» **DIRECTIONS**
Nothing is to be left out: repeat every entry exactly as given.
*** STUDY MATERIAL ***
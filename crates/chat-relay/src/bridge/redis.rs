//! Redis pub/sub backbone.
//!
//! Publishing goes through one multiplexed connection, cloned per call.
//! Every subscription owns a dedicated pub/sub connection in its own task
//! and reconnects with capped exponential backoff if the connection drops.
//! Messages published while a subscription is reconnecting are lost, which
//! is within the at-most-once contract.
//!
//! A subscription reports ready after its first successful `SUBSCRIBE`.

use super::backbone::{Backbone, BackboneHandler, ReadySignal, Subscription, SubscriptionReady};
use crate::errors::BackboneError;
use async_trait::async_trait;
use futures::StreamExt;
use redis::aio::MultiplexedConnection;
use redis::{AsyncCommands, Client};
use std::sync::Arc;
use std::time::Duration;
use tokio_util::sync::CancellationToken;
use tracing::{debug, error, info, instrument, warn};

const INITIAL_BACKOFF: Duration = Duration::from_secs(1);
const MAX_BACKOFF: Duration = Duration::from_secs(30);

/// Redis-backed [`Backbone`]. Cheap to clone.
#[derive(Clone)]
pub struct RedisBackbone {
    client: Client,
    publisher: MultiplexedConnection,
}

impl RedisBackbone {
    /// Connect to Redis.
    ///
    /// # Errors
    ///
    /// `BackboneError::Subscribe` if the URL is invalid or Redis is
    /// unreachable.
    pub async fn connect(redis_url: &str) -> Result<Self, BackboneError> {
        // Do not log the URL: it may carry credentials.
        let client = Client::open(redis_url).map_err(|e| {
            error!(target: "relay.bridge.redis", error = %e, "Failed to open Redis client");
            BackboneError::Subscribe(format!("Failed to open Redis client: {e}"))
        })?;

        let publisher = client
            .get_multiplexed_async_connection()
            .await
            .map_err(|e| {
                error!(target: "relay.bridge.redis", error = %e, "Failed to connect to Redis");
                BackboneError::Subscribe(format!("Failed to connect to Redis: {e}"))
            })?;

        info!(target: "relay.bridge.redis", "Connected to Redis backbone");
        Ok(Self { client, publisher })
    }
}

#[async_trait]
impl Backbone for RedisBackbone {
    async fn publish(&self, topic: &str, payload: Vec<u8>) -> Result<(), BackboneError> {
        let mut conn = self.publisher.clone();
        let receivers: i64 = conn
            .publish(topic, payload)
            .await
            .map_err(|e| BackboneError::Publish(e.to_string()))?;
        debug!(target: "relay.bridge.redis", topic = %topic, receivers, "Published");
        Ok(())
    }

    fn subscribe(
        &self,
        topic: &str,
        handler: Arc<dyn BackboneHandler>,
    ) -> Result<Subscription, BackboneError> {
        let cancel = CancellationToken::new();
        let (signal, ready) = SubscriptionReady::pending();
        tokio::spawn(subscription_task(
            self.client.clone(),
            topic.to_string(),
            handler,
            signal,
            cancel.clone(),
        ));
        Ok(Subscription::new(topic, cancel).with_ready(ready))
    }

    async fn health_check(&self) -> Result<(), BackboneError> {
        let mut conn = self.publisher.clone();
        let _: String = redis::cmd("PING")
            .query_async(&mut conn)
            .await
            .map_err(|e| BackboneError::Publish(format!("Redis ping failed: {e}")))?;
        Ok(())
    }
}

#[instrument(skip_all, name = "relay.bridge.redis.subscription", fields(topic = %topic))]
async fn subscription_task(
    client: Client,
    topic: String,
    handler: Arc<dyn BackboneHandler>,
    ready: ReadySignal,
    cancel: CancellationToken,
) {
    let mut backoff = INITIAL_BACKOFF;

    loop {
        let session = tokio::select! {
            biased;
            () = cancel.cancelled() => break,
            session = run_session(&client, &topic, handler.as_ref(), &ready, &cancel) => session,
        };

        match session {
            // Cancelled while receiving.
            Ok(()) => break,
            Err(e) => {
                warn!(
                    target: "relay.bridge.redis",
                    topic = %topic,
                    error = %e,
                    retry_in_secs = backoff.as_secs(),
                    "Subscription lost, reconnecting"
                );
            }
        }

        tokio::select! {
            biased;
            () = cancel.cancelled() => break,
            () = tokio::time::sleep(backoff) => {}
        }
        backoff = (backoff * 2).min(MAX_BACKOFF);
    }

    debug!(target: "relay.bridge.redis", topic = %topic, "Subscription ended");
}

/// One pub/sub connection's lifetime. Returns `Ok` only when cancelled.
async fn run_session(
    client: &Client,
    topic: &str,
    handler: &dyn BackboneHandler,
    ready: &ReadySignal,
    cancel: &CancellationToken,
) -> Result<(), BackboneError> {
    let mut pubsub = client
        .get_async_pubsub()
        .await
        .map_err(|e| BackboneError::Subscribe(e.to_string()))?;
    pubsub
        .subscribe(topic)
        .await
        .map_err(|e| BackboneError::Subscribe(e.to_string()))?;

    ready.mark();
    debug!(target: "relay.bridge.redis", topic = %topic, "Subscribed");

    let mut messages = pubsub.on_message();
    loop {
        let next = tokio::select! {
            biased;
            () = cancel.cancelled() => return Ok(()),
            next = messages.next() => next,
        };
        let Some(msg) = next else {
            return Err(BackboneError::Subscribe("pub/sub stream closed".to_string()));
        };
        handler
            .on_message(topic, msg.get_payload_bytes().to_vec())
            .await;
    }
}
*** End of STUDY MATERIAL ***
» **OUTPUT**
filename crates/chat-relay/src/bridge/redis.rs
//! Redis pub/sub backbone.
//!
//! Publishing goes through one multiplexed connection, cloned per call.
//! Every subscription owns a dedicated pub/sub connection in its own task
//! and reconnects with capped exponential backoff if the connection drops.
//! Messages published while a subscription is reconnecting are lost, which
//! is within the at-most-once contract.
//!
//! A subscription reports ready after its first successful `SUBSCRIBE`.

use super::backbone::{Backbone, BackboneHandler, ReadySignal, Subscription, SubscriptionReady};
use crate::errors::BackboneError;
use async_trait::async_trait;
use futures::StreamExt;
use redis::aio::MultiplexedConnection;
use redis::{AsyncCommands, Client};
use std::sync::Arc;
use std::time::Duration;
use tokio_util::sync::CancellationToken;
use tracing::{debug, error, info, instrument, warn};

const INITIAL_BACKOFF: Duration = Duration::from_secs(1);
const MAX_BACKOFF: Duration = Duration::from_secs(30);

/// Redis-backed [`Backbone`]. Cheap to clone.
#[derive(Clone)]
pub struct RedisBackbone {
    client: Client,
    publisher: MultiplexedConnection,
}

impl RedisBackbone {
    /// Connect to Redis.
    ///
    /// # Errors
    ///
    /// `BackboneError::Subscribe` if the URL is invalid or Redis is
    /// unreachable.
    pub async fn connect(redis_url: &str) -> Result<Self, BackboneError> {
        // Do not log the URL: it may carry credentials.
        let client = Client::open(redis_url).map_err(|e| {
            error!(target: "relay.bridge.redis", error = %e, "Failed to open Redis client");
            BackboneError::Subscribe(format!("Failed to open Redis client: {e}"))
        })?;

        let publisher = client
            .get_multiplexed_async_connection()
            .await
            .map_err(|e| {
                error!(target: "relay.bridge.redis", error = %e, "Failed to connect to Redis");
                BackboneError::Subscribe(format!("Failed to connect to Redis: {e}"))
            })?;

        info!(target: "relay.bridge.redis", "Connected to Redis backbone");
        Ok(Self { client, publisher })
    }
}

#[async_trait]
impl Backbone for RedisBackbone {
    async fn publish(&self, topic: &str, payload: Vec<u8>) -> Result<(), BackboneError> {
        let mut conn = self.publisher.clone();
        let receivers: i64 = conn
            .publish(topic, payload)
            .await
            .map_err(|e| BackboneError::Publish(e.to_string()))?;
        debug!(target: "relay.bridge.redis", topic = %topic, receivers, "Published");
        Ok(())
    }

    fn subscribe(
        &self,
        topic: &str,
        handler: Arc<dyn BackboneHandler>,
    ) -> Result<Subscription, BackboneError> {
        let cancel = CancellationToken::new();
        let (signal, ready) = SubscriptionReady::pending();
        tokio::spawn(subscription_task(
            self.client.clone(),
            topic.to_string(),
            handler,
            signal,
            cancel.clone(),
        ));
        Ok(Subscription::new(topic, cancel).with_ready(ready))
    }

    async fn health_check(&self) -> Result<(), BackboneError> {
        let mut conn = self.publisher.clone();
        let _: String = redis::cmd("PING")
            .query_async(&mut conn)
            .await
            .map_err(|e| BackboneError::Publish(format!("Redis ping failed: {e}")))?;
        Ok(())
    }
}

#[instrument(skip_all, name = "relay.bridge.redis.subscription", fields(topic = %topic))]
async fn subscription_task(
    client: Client,
    topic: String,
    handler: Arc<dyn BackboneHandler>,
    ready: ReadySignal,
    cancel: CancellationToken,
) {
    let mut backoff = INITIAL_BACKOFF;

    loop {
        let session = tokio::select! {
            biased;
            () = cancel.cancelled() => break,
            session = run_session(&client, &topic, handler.as_ref(), &ready, &cancel) => session,
        };

        match session {
            // Cancelled while receiving.
            Ok(()) => break,
            Err(e) => {
                warn!(
                    target: "relay.bridge.redis",
                    topic = %topic,
                    error = %e,
                    retry_in_secs = backoff.as_secs(),
                    "Subscription lost, reconnecting"
                );
            }
        }

        tokio::select! {
            biased;
            () = cancel.cancelled() => break,
            () = tokio::time::sleep(backoff) => {}
        }
        backoff = (backoff * 2).min(MAX_BACKOFF);
    }

    debug!(target: "relay.bridge.redis", topic = %topic, "Subscription ended");
}

/// One pub/sub connection's lifetime. Returns `Ok` only when cancelled.
async fn run_session(
    client: &Client,
    topic: &str,
    handler: &dyn BackboneHandler,
    ready: &ReadySignal,
    cancel: &CancellationToken,
) -> Result<(), BackboneError> {
    let mut pubsub = client
        .get_async_pubsub()
        .await
        .map_err(|e| BackboneError::Subscribe(e.to_string()))?;
    pubsub
        .subscribe(topic)
        .await
        .map_err(|e| BackboneError::Subscribe(e.to_string()))?;

    ready.mark();
    debug!(target: "relay.bridge.redis", topic = %topic, "Subscribed");

    let mut messages = pubsub.on_message();
    loop {
        let next = tokio::select! {
            biased;
            () = cancel.cancelled() => return Ok(()),
            next = messages.next() => next,
        };
        let Some(msg) = next else {
            return Err(BackboneError::Subscribe("pub/sub stream closed".to_string()));
        };
        handler
            .on_message(topic, msg.get_payload_bytes().to_vec())
            .await;
    }
}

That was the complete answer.